[Collected data]
· · · · · · ·
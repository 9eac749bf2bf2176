//! OpenAPI document assembly.
//!
//! Routes are declared with [`OperationDoc`], which mounts the handler on the
//! router and records the operation in [`OpenApiDocs`]. Request and response
//! types are collected as components so operations can reference them.

use std::collections::{BTreeMap, HashMap};

use axum::Router;
use axum::handler::Handler;
use axum::routing::{MethodFilter, on};
use calc_errors::{APPLICATION_PROBLEM_JSON, Problem};
use utoipa::openapi::{
    OpenApi, OpenApiBuilder, Ref, RefOr, Required,
    content::ContentBuilder,
    info::InfoBuilder,
    path::{HttpMethod, OperationBuilder as UOperationBuilder, PathItemBuilder, PathsBuilder},
    request_body::RequestBodyBuilder,
    response::{ResponseBuilder, ResponsesBuilder},
    schema::{ComponentsBuilder, Schema},
};
use utoipa::{PartialSchema, ToSchema};

type SchemaCollection = Vec<(String, RefOr<Schema>)>;

const APPLICATION_JSON: &str = "application/json";

/// Document metadata.
#[derive(Debug, Clone)]
pub struct OpenApiInfo {
    pub title: String,
    pub version: String,
    pub description: Option<String>,
}

#[derive(Debug, Clone, Copy, PartialEq, Eq)]
pub enum Verb {
    Get,
    Post,
    Delete,
}

impl Verb {
    fn filter(self) -> MethodFilter {
        match self {
            Self::Get => MethodFilter::GET,
            Self::Post => MethodFilter::POST,
            Self::Delete => MethodFilter::DELETE,
        }
    }

    fn http_method(self) -> HttpMethod {
        match self {
            Self::Get => HttpMethod::Get,
            Self::Post => HttpMethod::Post,
            Self::Delete => HttpMethod::Delete,
        }
    }
}

#[derive(Debug, Clone)]
struct ResponseDoc {
    status: u16,
    content_type: &'static str,
    description: &'static str,
    schema_name: String,
}

/// One documented route.
#[derive(Clone)]
#[must_use]
pub struct OperationDoc {
    verb: Verb,
    path: &'static str,
    operation_id: Option<&'static str>,
    summary: Option<&'static str>,
    tag: Option<&'static str>,
    request_schema: Option<String>,
    responses: Vec<ResponseDoc>,
    schemas: SchemaCollection,
}

impl OperationDoc {
    fn new(verb: Verb, path: &'static str) -> Self {
        Self {
            verb,
            path,
            operation_id: None,
            summary: None,
            tag: None,
            request_schema: None,
            responses: Vec::new(),
            schemas: Vec::new(),
        }
    }

    pub fn get(path: &'static str) -> Self {
        Self::new(Verb::Get, path)
    }

    pub fn post(path: &'static str) -> Self {
        Self::new(Verb::Post, path)
    }

    pub fn delete(path: &'static str) -> Self {
        Self::new(Verb::Delete, path)
    }

    pub fn operation_id(mut self, id: &'static str) -> Self {
        self.operation_id = Some(id);
        self
    }

    pub fn summary(mut self, summary: &'static str) -> Self {
        self.summary = Some(summary);
        self
    }

    pub fn tag(mut self, tag: &'static str) -> Self {
        self.tag = Some(tag);
        self
    }

    pub fn json_request<T: ToSchema + 'static>(mut self) -> Self {
        self.request_schema = Some(self.collect::<T>());
        self
    }

    pub fn json_response<T: ToSchema + 'static>(
        mut self,
        status: u16,
        description: &'static str,
    ) -> Self {
        let schema_name = self.collect::<T>();
        self.responses.push(ResponseDoc {
            status,
            content_type: APPLICATION_JSON,
            description,
            schema_name,
        });
        self
    }

    pub fn problem_response(mut self, status: u16, description: &'static str) -> Self {
        let schema_name = self.collect::<Problem>();
        self.responses.push(ResponseDoc {
            status,
            content_type: APPLICATION_PROBLEM_JSON,
            description,
            schema_name,
        });
        self
    }

    /// Mount `handler` on `router` and record the operation in `docs`.
    pub fn register<H, T>(self, router: Router, docs: &mut OpenApiDocs, handler: H) -> Router
    where
        H: Handler<T, ()>,
        T: 'static,
    {
        let router = router.route(self.path, on(self.verb.filter(), handler));
        docs.register(self);
        router
    }

    /// Adds `T` and everything it references; returns the component name.
    fn collect<T: ToSchema + 'static>(&mut self) -> String {
        let name = T::name().to_string();
        self.schemas
            .push((name.clone(), <T as PartialSchema>::schema()));
        T::schemas(&mut self.schemas);
        name
    }
}

/// Registered operations and schema components.
#[derive(Default)]
pub struct OpenApiDocs {
    operations: Vec<OperationDoc>,
    components: HashMap<String, RefOr<Schema>>,
}

impl OpenApiDocs {
    #[must_use]
    pub fn new() -> Self {
        Self::default()
    }

    pub fn register(&mut self, mut op: OperationDoc) {
        for (name, schema) in op.schemas.drain(..) {
            self.components.entry(name).or_insert(schema);
        }
        tracing::debug!(
            method = ?op.verb,
            path = op.path,
            operation_id = op.operation_id.unwrap_or("-"),
            "registered API operation"
        );
        self.operations.push(op);
    }

    #[must_use]
    pub fn operation_count(&self) -> usize {
        self.operations.len()
    }

    #[must_use]
    pub fn build_openapi(&self, info: &OpenApiInfo) -> OpenApi {
        tracing::debug!(
            operations = self.operations.len(),
            schemas = self.components.len(),
            "building OpenAPI document"
        );

        // several verbs may share one path
        let mut by_path: BTreeMap<&str, PathItemBuilder> = BTreeMap::new();
        for spec in &self.operations {
            let item = by_path
                .remove(spec.path)
                .unwrap_or_else(PathItemBuilder::new);
            by_path.insert(
                spec.path,
                item.operation(spec.verb.http_method(), build_operation(spec)),
            );
        }

        let mut paths = PathsBuilder::new();
        for (path, item) in by_path {
            paths = paths.path(path, item.build());
        }

        let mut components = ComponentsBuilder::new();
        let mut names: Vec<&String> = self.components.keys().collect();
        names.sort();
        for name in names {
            if let Some(schema) = self.components.get(name) {
                components = components.schema(name.clone(), schema.clone());
            }
        }

        let openapi_info = InfoBuilder::new()
            .title(&info.title)
            .version(&info.version)
            .description(info.description.clone())
            .build();

        OpenApiBuilder::new()
            .info(openapi_info)
            .paths(paths.build())
            .components(Some(components.build()))
            .build()
    }
}

fn schema_ref(name: &str) -> RefOr<Schema> {
    RefOr::Ref(Ref::from_schema_name(name))
}

fn build_operation(spec: &OperationDoc) -> utoipa::openapi::path::Operation {
    let mut op = UOperationBuilder::new()
        .operation_id(spec.operation_id)
        .summary(spec.summary);

    if let Some(tag) = spec.tag {
        op = op.tag(tag);
    }

    if let Some(name) = &spec.request_schema {
        let content = ContentBuilder::new().schema(Some(schema_ref(name))).build();
        let body = RequestBodyBuilder::new()
            .content(APPLICATION_JSON, content)
            .required(Some(Required::True))
            .build();
        op = op.request_body(Some(body));
    }

    let mut responses = ResponsesBuilder::new();
    for r in &spec.responses {
        let content = ContentBuilder::new()
            .schema(Some(schema_ref(&r.schema_name)))
            .build();
        let resp = ResponseBuilder::new()
            .description(r.description)
            .content(r.content_type, content)
            .build();
        responses = responses.response(r.status.to_string(), resp);
    }
    op.responses(responses.build()).build()
}
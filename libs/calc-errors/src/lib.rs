//! Error payloads shared by the calculator HTTP surface.
//!
//! Everything that leaves the API as an error is a [`Problem`]
//! (`application/problem+json`, RFC 9457).

#![forbid(unsafe_code)]
#![deny(rust_2018_idioms)]

pub mod problem;

pub use problem::{
    APPLICATION_PROBLEM_JSON, Problem, ValidationViolation, internal_error, unprocessable_entity,
};
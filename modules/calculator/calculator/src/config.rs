//! Configuration for the calculator module.

use serde::{Deserialize, Serialize};

/// Configuration for the calculator module.
#[derive(Debug, Clone, PartialEq, Eq, Deserialize, Serialize)]
#[serde(deny_unknown_fields, default)]
pub struct CalculatorConfig {
    /// Name reported by the health endpoint.
    pub service_name: String,

    /// Upper bound on kept history records; oldest are evicted first.
    /// `None` keeps everything for the lifetime of the process.
    pub max_history: Option<usize>,
}

impl Default for CalculatorConfig {
    fn default() -> Self {
        Self {
            service_name: "calculator-api".to_owned(),
            max_history: None,
        }
    }
}
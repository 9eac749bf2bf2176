//! Calculator Module
//!
//! Arithmetic over `+ - * /`, left-to-right operation chains, and an
//! in-memory history, exposed over REST.
//!
//! ## Architecture
//!
//! - `domain/registry.rs` - operator symbols to arithmetic functions
//! - `domain/service.rs` - evaluation and chain folding
//! - `domain/history.rs` - shared history log
//! - `api/rest/` - DTOs, handlers, routes, error mapping
//! - `module.rs` - wiring of service, client, and router
//!
//! The public API is defined in `calculator-sdk` and re-exported here.

pub use calculator_sdk::{
    CalculatorClient, CalculatorError, Chain, ChainStepInput, OperationRecord, Operator,
};

// === MODULE DEFINITION ===
pub mod module;
pub use module::CalculatorModule;

pub mod local_client;

#[doc(hidden)]
pub mod api;
#[doc(hidden)]
pub mod config;
#[doc(hidden)]
pub mod domain;

pub use config::CalculatorConfig;
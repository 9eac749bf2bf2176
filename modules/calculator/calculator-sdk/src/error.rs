/// Error type for calculator operations
#[derive(thiserror::Error, Debug, Clone, PartialEq, Eq)]
pub enum CalculatorError {
    #[error("unsupported operator: {symbol}")]
    UnsupportedOperator { symbol: String },

    #[error("cannot divide by zero")]
    DivisionByZero,

    #[error("at least one operation is required")]
    EmptyChain,

    #[error("the first operation must include 'num1'")]
    MissingFirstOperand,

    #[error("operation {index} must include 'operator' and 'num2'")]
    MalformedStep { index: usize },

    #[error("result is not a finite number")]
    NonFiniteResult,
}

impl CalculatorError {
    #[must_use]
    pub fn unsupported_operator(symbol: impl Into<String>) -> Self {
        Self::UnsupportedOperator {
            symbol: symbol.into(),
        }
    }
}
use std::sync::Arc;

use axum::{Extension, Router};

use crate::api::rest::openapi::{OpenApiDocs, OperationDoc};
use crate::api::rest::{dto, handlers};
use crate::domain::service::Service;

const TAG: &str = "Calculator";

pub fn register_routes(
    mut router: Router,
    docs: &mut OpenApiDocs,
    service: Arc<Service>,
    info: Arc<handlers::ServiceInfo>,
) -> Router {
    router = OperationDoc::get("/")
        .operation_id("calculator.root")
        .summary("Service banner")
        .tag(TAG)
        .json_response::<dto::RootResponse>(200, "Service is running")
        .register(router, docs, handlers::root);

    router = OperationDoc::get("/operations")
        .operation_id("calculator.list_operations")
        .summary("List supported operators")
        .tag(TAG)
        .json_response::<dto::OperationsResponse>(200, "Supported operator symbols")
        .register(router, docs, handlers::list_operations);

    router = OperationDoc::post("/calculate")
        .operation_id("calculator.calculate")
        .summary("Evaluate a single operation")
        .tag(TAG)
        .json_request::<dto::CalculateRequest>()
        .json_response::<dto::OperationResponse>(200, "Operation result")
        .problem_response(400, "Division by zero or unsupported operator")
        .problem_response(422, "Request body failed validation")
        .register(router, docs, handlers::calculate);

    router = OperationDoc::post("/calculate-chain")
        .operation_id("calculator.calculate_chain")
        .summary("Evaluate a chain of operations left to right")
        .tag(TAG)
        .json_request::<dto::CalculateChainRequest>()
        .json_response::<dto::OperationResponse>(200, "Final chain result")
        .problem_response(400, "Chain could not be evaluated")
        .problem_response(422, "Request body failed validation")
        .register(router, docs, handlers::calculate_chain);

    router = OperationDoc::get("/history")
        .operation_id("calculator.get_history")
        .summary("List evaluated operations")
        .tag(TAG)
        .json_response::<dto::HistoryResponse>(200, "History in evaluation order")
        .register(router, docs, handlers::get_history);

    router = OperationDoc::delete("/history")
        .operation_id("calculator.clear_history")
        .summary("Clear the history")
        .tag(TAG)
        .json_response::<dto::MessageResponse>(200, "History cleared")
        .register(router, docs, handlers::clear_history);

    router = OperationDoc::get("/health")
        .operation_id("calculator.health")
        .summary("Health check")
        .tag(TAG)
        .json_response::<dto::HealthResponse>(200, "Service is healthy")
        .register(router, docs, handlers::health);

    router.layer(Extension(service)).layer(Extension(info))
}
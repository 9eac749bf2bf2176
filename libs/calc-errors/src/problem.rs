//! RFC 9457 Problem Details for HTTP APIs

use http::StatusCode;
use serde::{Deserialize, Deserializer, Serialize, Serializer};

#[cfg(feature = "utoipa")]
use utoipa::ToSchema;

/// Content type for Problem Details as per RFC 9457.
pub const APPLICATION_PROBLEM_JSON: &str = "application/problem+json";

#[allow(clippy::trivially_copy_pass_by_ref)] // serde requires &T signature
fn serialize_status_code<S>(status: &StatusCode, serializer: S) -> Result<S::Ok, S::Error>
where
    S: Serializer,
{
    serializer.serialize_u16(status.as_u16())
}

fn deserialize_status_code<'de, D>(deserializer: D) -> Result<StatusCode, D::Error>
where
    D: Deserializer<'de>,
{
    let code = u16::deserialize(deserializer)?;
    StatusCode::from_u16(code).map_err(serde::de::Error::custom)
}

/// RFC 9457 Problem Details for HTTP APIs.
#[derive(Debug, Clone, Serialize, Deserialize)]
#[cfg_attr(feature = "utoipa", derive(ToSchema))]
#[cfg_attr(
    feature = "utoipa",
    schema(
        title = "Problem",
        description = "RFC 9457 Problem Details for HTTP APIs"
    )
)]
#[must_use]
pub struct Problem {
    /// A URI reference that identifies the problem type.
    #[serde(rename = "type")]
    pub type_url: String,
    /// A short, human-readable summary of the problem type.
    pub title: String,
    /// The HTTP status code for this occurrence of the problem.
    #[serde(
        serialize_with = "serialize_status_code",
        deserialize_with = "deserialize_status_code"
    )]
    #[cfg_attr(feature = "utoipa", schema(value_type = u16))]
    pub status: StatusCode,
    /// A human-readable explanation specific to this occurrence of the problem.
    pub detail: String,
    /// A URI reference that identifies the specific occurrence of the problem.
    pub instance: String,
    /// Machine-readable error code, e.g. `CALCULATOR_DIVISION_BY_ZERO`.
    pub code: String,
    #[serde(default, skip_serializing_if = "Option::is_none")]
    pub trace_id: Option<String>,
    /// Per-field violations, present on 422 responses.
    #[serde(default, skip_serializing_if = "Option::is_none")]
    pub errors: Option<Vec<ValidationViolation>>,
}

/// Individual validation violation for a specific field or property.
#[derive(Debug, Clone, PartialEq, Eq, Serialize, Deserialize)]
#[cfg_attr(feature = "utoipa", derive(ToSchema))]
#[cfg_attr(feature = "utoipa", schema(title = "ValidationViolation"))]
pub struct ValidationViolation {
    /// field path, e.g. "operator" or "operations[1].num2"
    pub field: String,
    pub message: String,
    #[serde(default, skip_serializing_if = "Option::is_none")]
    pub code: Option<String>,
}

impl ValidationViolation {
    pub fn new(field: impl Into<String>, message: impl Into<String>) -> Self {
        Self {
            field: field.into(),
            message: message.into(),
            code: None,
        }
    }
}

impl Problem {
    pub fn new(status: StatusCode, title: impl Into<String>, detail: impl Into<String>) -> Self {
        Self {
            type_url: "about:blank".to_owned(),
            title: title.into(),
            status,
            detail: detail.into(),
            instance: String::new(),
            code: String::new(),
            trace_id: None,
            errors: None,
        }
    }

    pub fn with_instance(mut self, uri: impl Into<String>) -> Self {
        self.instance = uri.into();
        self
    }

    /// Sets `code` and derives `type` from it.
    pub fn with_code(mut self, code: impl Into<String>) -> Self {
        self.code = code.into();
        self.type_url = format!("https://errors.calculator.local/{}", self.code);
        self
    }

    pub fn with_trace_id(mut self, id: impl Into<String>) -> Self {
        self.trace_id = Some(id.into());
        self
    }

    pub fn with_errors(mut self, errors: Vec<ValidationViolation>) -> Self {
        self.errors = Some(errors);
        self
    }
}

pub fn unprocessable_entity(detail: impl Into<String>) -> Problem {
    Problem::new(
        StatusCode::UNPROCESSABLE_ENTITY,
        "Unprocessable Entity",
        detail,
    )
}

pub fn internal_error(detail: impl Into<String>) -> Problem {
    Problem::new(
        StatusCode::INTERNAL_SERVER_ERROR,
        "Internal Server Error",
        detail,
    )
}

/// Axum integration: make Problem directly usable as a response
#[cfg(feature = "axum")]
impl axum::response::IntoResponse for Problem {
    fn into_response(self) -> axum::response::Response {
        use axum::http::HeaderValue;

        let status = self.status;
        let mut resp = axum::Json(self).into_response();
        *resp.status_mut() = status;
        resp.headers_mut().insert(
            axum::http::header::CONTENT_TYPE,
            HeaderValue::from_static(APPLICATION_PROBLEM_JSON),
        );
        resp
    }
}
· · · · · · ·
[YOUR ASSIGNMENT]
Collect the complete line wherever the string "specific" appears in the records.

[ANSWER SECTION]
    /// A human-readable explanation specific to this occurrence of the problem.
    /// A URI reference that identifies the specific occurrence of the problem.
/// Individual validation violation for a specific field or property.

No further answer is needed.